**STORED DATA**.
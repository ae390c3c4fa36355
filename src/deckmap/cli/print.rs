use colored::Colorize;
use deckmap::api::{CardOutcome, CardPreview, CmdMessage, MessageLevel, RemoteDeckRow};
use deckmap::config::{AppConfig, KEYS};
use deckmap::model::DeckConfiguration;
use unicode_width::{UnicodeWidthChar, UnicodeWidthStr};

const LINE_WIDTH: usize = 100;
const ID_WIDTH: usize = 15;
const NAME_WIDTH: usize = 28;
const TYPE_WIDTH: usize = 27;

pub(super) fn print_messages(messages: &[CmdMessage]) {
    for message in messages {
        print_leveled(&message.level, &message.content);
    }
}

fn print_leveled(level: &MessageLevel, content: &str) {
    match level {
        MessageLevel::Info => println!("{}", content.dimmed()),
        MessageLevel::Success => println!("{}", content.green()),
        MessageLevel::Warning => println!("{}", content.yellow()),
        MessageLevel::Error => println!("{}", content.red()),
    }
}

/// One line per configuration: id, name, note type, purpose.
pub(super) fn print_decks(configs: &[DeckConfiguration]) {
    for config in configs {
        let id = format!("{:>width$}  ", config.deck_id, width = ID_WIDTH - 2);
        let name = pad_to_width(&truncate_to_width(&config.deck_name, NAME_WIDTH), NAME_WIDTH);
        let note_type = pad_to_width(config.note_type.model_name(), TYPE_WIDTH);
        let available = LINE_WIDTH.saturating_sub(ID_WIDTH + NAME_WIDTH + TYPE_WIDTH + 2);
        let purpose = truncate_to_width(&config.purpose, available);

        println!(
            "{}{} {} {}",
            id.yellow(),
            name.bold(),
            note_type.dimmed(),
            purpose
        );
    }
}

pub(super) fn print_full_decks(configs: &[DeckConfiguration]) {
    for (i, config) in configs.iter().enumerate() {
        if i > 0 {
            println!("\n--------------------------------\n");
        }
        println!(
            "{} {}",
            config.deck_id.to_string().yellow(),
            config.deck_name.bold()
        );
        println!("  {:<15} {}", "Purpose:", config.purpose);
        println!("  {:<15} {}", "Note type:", config.note_type);
        println!("  {:<15} {}", "Front:", config.front_template);
        println!("  {:<15} {}", "Back:", config.back_template);
        println!(
            "  {:<15} {} {} {}",
            "Example:",
            config.front_example,
            "→".dimmed(),
            config.back_example
        );
    }
}

pub(super) fn print_remote_decks(decks: &[RemoteDeckRow]) {
    if decks.is_empty() {
        println!("{}", "Anki has no decks.".dimmed());
        return;
    }
    for deck in decks {
        let id = format!("{:>width$}  ", deck.deck_id, width = ID_WIDTH - 2);
        let marker = if deck.configured { "✓" } else { " " };
        println!("{}{} {}", id.yellow(), marker.green(), deck.deck_name);
    }
}

pub(super) fn print_config(config: &AppConfig) {
    for key in KEYS {
        if let Some(value) = config.get(key) {
            println!("{} = {}", key, value);
        }
    }
}

pub(super) fn print_preview(preview: &CardPreview) {
    println!("{:<10} {}", "Deck:".bold(), preview.deck);
    println!("{:<10} {}", "Note Type:".bold(), preview.note_type);
    for (name, value) in preview.fields.iter() {
        println!("{:<10} {}", format!("{}:", name).bold(), value);
    }
    if !preview.tags.is_empty() {
        println!("{:<10} {}", "Tags:".bold(), preview.tags.join(", "));
    }
}

pub(super) fn print_outcome(outcome: &CardOutcome) {
    print_leveled(&outcome.level(), &outcome.to_string());
}

fn truncate_to_width(s: &str, max_width: usize) -> String {
    if s.width() <= max_width {
        return s.to_string();
    }

    let mut result = String::new();
    let mut current_width = 0;

    for c in s.chars() {
        let char_width = c.width().unwrap_or(0);
        if current_width + char_width > max_width.saturating_sub(1) {
            result.push('…');
            return result;
        }
        result.push(c);
        current_width += char_width;
    }

    result
}

fn pad_to_width(s: &str, width: usize) -> String {
    let padding = width.saturating_sub(s.width());
    format!("{}{}", s, " ".repeat(padding))
}

#[cfg(test)]
mod tests {
    use super::*;

    #[test]
    fn truncation_counts_display_width() {
        assert_eq!(truncate_to_width("short", 10), "short");
        assert_eq!(truncate_to_width("日本語の単語", 7), "日本語…");
        assert_eq!(truncate_to_width("abcdefgh", 5), "abcd…");
    }

    #[test]
    fn padding_accounts_for_wide_chars() {
        assert_eq!(pad_to_width("猫", 4), "猫  ");
        assert_eq!(pad_to_width("toolong", 3), "toolong");
    }
}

**YOUR INSTRUCTIONS**. The data is to be given again in full, with every line exact.

**RESPONSE**.
repository ae390c3c4fa36355
filename src/deckmap/cli/print.rs
use colored::Colorize;
use deckmap::api::{CardOutcome, CardPreview, CmdMessage, MessageLevel, RemoteDeckRow};
use deckmap::config::{AppConfig, KEYS};
use deckmap::model::DeckConfiguration;
use unicode_width::{UnicodeWidthChar, UnicodeWidthStr};

const LINE_WIDTH: usize = 100;
const ID_WIDTH: usize = 15;
const NAME_WIDTH: usize = 28;
const TYPE_WIDTH: usize = 27;

pub(super) fn print_messages(messages: &[CmdMessage]) {
    for message in messages {
        print_leveled(&message.level, &message.content);
    }
}

fn print_leveled(level: &MessageLevel, content: &str) {
    match level {
        MessageLevel::Info => println!("{}", content.dimmed()),
        MessageLevel::Success => println!("{}", content.green()),
        MessageLevel::Warning => println!("{}", content.yellow()),
        MessageLevel::Error => println!("{}", content.red()),
    }
}

/// One line per configuration: id, name, note type, purpose.
pub(super) fn print_decks(configs: &[DeckConfiguration]) {
    for config in configs {
        let id = format!("{:>width$}  ", config.deck_id, width = ID_WIDTH - 2);
        let name = pad_to_width(&truncate_to_width(&config.deck_name, NAME_WIDTH), NAME_WIDTH);
        let note_type = pad_to_width(config.note_type.model_name(), TYPE_WIDTH);
        let available = LINE_WIDTH.saturating_sub(ID_WIDTH + NAME_WIDTH + TYPE_WIDTH + 2);
        let purpose = truncate_to_width(&config.purpose, available);

        println!(
            "{}{} {} {}",
            id.yellow(),
            name.bold(),
            note_type.dimmed(),
            purpose
        );
    }
}

pub(super) fn print_full_decks(configs: &[DeckConfiguration]) {
    for (i, config) in configs.iter().enumerate() {
        if i > 0 {
            println!("\n--------------------------------\n");
        }
        println!(
            "{} {}",
            config.deck_id.to_string().yellow(),
            config.deck_name.bold()
        );
        println!("  {:<15} {}", "Purpose:", config.purpose);
        println!("  {:<15} {}", "Note type:", config.note_type);
        println!("  {:<15} {}", "Front:", config.front_template);
        println!("  {:<15} {}", "Back:", config.back_template);
        println!(
            "  {:<15} {} {} {}",
            "Example:",
            config.front_example,
            "→".dimmed(),
            config.back_example
        );
    }
}

pub(super) fn print_remote_decks(decks: &[RemoteDeckRow]) {
    if decks.is_empty() {
        println!("{}", "Anki has no decks.".dimmed());
        return;
    }
    for deck in decks {
        let id = format!("{:>width$}  ", deck.deck_id, width = ID_WIDTH - 2);
        let marker = if deck.configured { "✓" } else { " " };
        println!("{}{} {}", id.yellow(), marker.green(), deck.deck_name);
    }
}

pub(super) fn print_config(config: &AppConfig) {
    for key in KEYS {
        if let Some(value) = config.get(key) {
            println!("{} = {}", key, value);
        }
    }
}

pub(super) fn print_preview(preview: &CardPreview) {
    println!("{:<10} {}", "Deck:".bold(), preview.deck);
    println!("{:<10} {}", "Note Type:".bold(), preview.note_type);
    for (name, value) in preview.fields.iter() {
        println!("{:<10} {}", format!("{}:", name).bold(), value);
    }
    if !preview.tags.is_empty() {
        println!("{:<10} {}", "Tags:".bold(), preview.tags.join(", "));
    }
}

pub(super) fn print_outcome(outcome: &CardOutcome) {
    print_leveled(&outcome.level(), &outcome.to_string());
}

fn truncate_to_width(s: &str, max_width: usize) -> String {
    if s.width() <= max_width {
        return s.to_string();
    }

    let mut result = String::new();
    let mut current_width = 0;

    for c in s.chars() {
        let char_width = c.width().unwrap_or(0);
        if current_width + char_width > max_width.saturating_sub(1) {
            result.push('…');
            return result;
        }
        result.push(c);
        current_width += char_width;
    }

    result
}

fn pad_to_width(s: &str, width: usize) -> String {
    let padding = width.saturating_sub(s.width());
    format!("{}{}", s, " ".repeat(padding))
}

#[cfg(test)]
mod tests {
    use super::*;

    #[test]
    fn truncation_counts_display_width() {
        assert_eq!(truncate_to_width("short", 10), "short");
        assert_eq!(truncate_to_width("日本語の単語", 7), "日本語…");
        assert_eq!(truncate_to_width("abcdefgh", 5), "abcd…");
    }

    #[test]
    fn padding_accounts_for_wide_chars() {
        assert_eq!(pad_to_width("猫", 4), "猫  ");
        assert_eq!(pad_to_width("toolong", 3), "toolong");
    }
}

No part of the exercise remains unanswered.